Speaker
Description
Genetic reassortment, the exchange of gene segments between distinct influenza A virus genomes, is a key mechanism driving the emergence of novel variants. In avian influenza viruses, reassortment are extremely frequent and accompanies phenotypic changes. Since 2020, clade 2.3.4.4b H5 high pathogenicity avian influenza viruses (HPAIVs) have driven a global panzootic, causing mass mortality in wild birds, poultry and repeated spillover infections in a variety of mammalian species. This resurgence of H5 HPAIV has coincided with a dramatic increase in the number of circulating reassortant strains; however, the scale, impact and drivers of these reassortants remain unknown.
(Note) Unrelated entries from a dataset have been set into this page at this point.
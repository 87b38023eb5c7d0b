use crate::summary::{CoverageSummary, RunSummary};
use colored::*;
use std::env;
use std::io::IsTerminal;

#[derive(Debug, Clone, Copy, PartialEq, Eq)]
pub enum ColorMode {
    Auto,   // Detect based on terminal
    Always, // Force colors on
    Never,  // Force colors off
}

impl ColorMode {
    pub fn should_use_color(&self) -> bool {
        match self {
            Self::Always => true,
            Self::Never => false,
            Self::Auto => detect_color_support(),
        }
    }

    /// Apply `NO_COLOR`, `CLICOLOR` and `CLICOLOR_FORCE` on top of `self`
    pub fn with_env_overrides(self) -> Self {
        let mut mode = self;

        // Check NO_COLOR environment variable (per no-color.org standard)
        if env::var("NO_COLOR").is_ok() {
            mode = ColorMode::Never;
        }

        if let Ok(val) = env::var("CLICOLOR") {
            if val == "0" {
                mode = ColorMode::Never;
            }
        }

        if let Ok(val) = env::var("CLICOLOR_FORCE") {
            if val == "1" {
                mode = ColorMode::Always;
            }
        }

        mode
    }
}

pub trait OutputFormatter {
    fn success(&self, text: &str) -> String;
    fn error(&self, text: &str) -> String;
    fn warning(&self, text: &str) -> String;
    fn header(&self, text: &str) -> String;
    fn dim(&self, text: &str) -> String;
}

pub struct ColoredFormatter;

impl ColoredFormatter {
    pub fn new(color: ColorMode) -> Self {
        colored::control::set_override(color.should_use_color());
        Self
    }
}

impl OutputFormatter for ColoredFormatter {
    fn success(&self, text: &str) -> String {
        text.green().to_string()
    }

    fn error(&self, text: &str) -> String {
        text.red().bold().to_string()
    }

    fn warning(&self, text: &str) -> String {
        text.yellow().to_string()
    }

    fn header(&self, text: &str) -> String {
        text.blue().bold().to_string()
    }

    fn dim(&self, text: &str) -> String {
        text.dimmed().to_string()
    }
}

pub struct PlainFormatter;

impl OutputFormatter for PlainFormatter {
    fn success(&self, text: &str) -> String {
        text.to_string()
    }

    fn error(&self, text: &str) -> String {
        text.to_string()
    }

    fn warning(&self, text: &str) -> String {
        text.to_string()
    }

    fn header(&self, text: &str) -> String {
        text.to_string()
    }

    fn dim(&self, text: &str) -> String {
        text.to_string()
    }
}

/// Pick a formatter for the requested color mode.
pub fn formatter_for(color: ColorMode) -> Box<dyn OutputFormatter> {
    if color.should_use_color() {
        Box::new(ColoredFormatter::new(color))
    } else {
        Box::new(PlainFormatter)
    }
}

fn detect_color_support() -> bool {
    // Check if we're in a dumb terminal
    if let Ok(term) = env::var("TERM") {
        if term == "dumb" {
            return false;
        }
    }

    // Progress and summaries go to stderr
    std::io::stderr().is_terminal()
}

/// Pure function: rate with a color tier
fn format_rate(formatter: &dyn OutputFormatter, rate: f64) -> String {
    let text = format!("{rate:.1}%");
    if rate >= 80.0 {
        formatter.success(&text)
    } else if rate >= 50.0 {
        formatter.warning(&text)
    } else {
        formatter.error(&text)
    }
}

fn format_coverage(formatter: &dyn OutputFormatter, coverage: &CoverageSummary) -> Vec<String> {
    vec![
        format!(
            "  lines:     {} ({}/{})",
            format_rate(formatter, coverage.line_rate()),
            coverage.lines_hit,
            coverage.lines_found
        ),
        format!(
            "  branches:  {} ({}/{})",
            format_rate(formatter, coverage.branch_rate()),
            coverage.branches_hit,
            coverage.branches_found
        ),
        format!(
            "  functions: {} ({}/{})",
            format_rate(formatter, coverage.function_rate()),
            coverage.functions_hit,
            coverage.functions_found
        ),
    ]
}

/// Render the end-of-run summary as terminal lines (pure function)
pub fn render_run_summary(formatter: &dyn OutputFormatter, summary: &RunSummary) -> String {
    let mut lines = Vec::new();

    if summary.dry_run {
        lines.push(formatter.header(&format!("Planned coverage run for {}", summary.project)));
        lines.extend(summary.commands.iter().map(|c| format!("  {c}")));
        if !summary.removed_artifacts.is_empty() {
            lines.push(formatter.dim(&format!(
                "  would remove {} stale artifact(s)",
                summary.removed_artifacts.len()
            )));
        }
        return lines.join("\n");
    }

    lines.push(formatter.header(&format!("Coverage for {}", summary.project)));
    if let Some(coverage) = &summary.coverage {
        lines.extend(format_coverage(formatter, coverage));
    }
    if summary.lines_removed_by_fix > 0 {
        lines.push(formatter.dim(&format!(
            "  {} non-executable line(s) dropped from the report",
            summary.lines_removed_by_fix
        )));
    }
    if let Some(report) = &summary.report {
        lines.push(format!("  report:    {}", report.display()));
    }
    if let Some(html) = &summary.html_dir {
        lines.push(format!("  html:      {}", html.display()));
    }
    if summary.uploaded {
        lines.push(formatter.success("  uploaded"));
    }

    lines.join("\n")
}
Here, we combined statistical and phylodynamic modelling to reconstruct the global evolutionary dynamics of H5Nx viruses across four epizootic seasons. We identified over 200 genetically distinct reassortants, stratified into three transmission categories based on their phylogenetic and epidemiological profiles. Statistical modelling revealed that reassortant success was strongly shaped by ecological factors, including circulation in specific wild bird orders and the ability to infect a wider range of host niches. Collectively, our findings reveal reassortment dynamics in H5 HPAIVs and identify key virological and ecological. These insights support the importance of enhanced surveillance to track evolution of H5 HPAIV and identify traits relevant for consideration in pandemic risk assessment.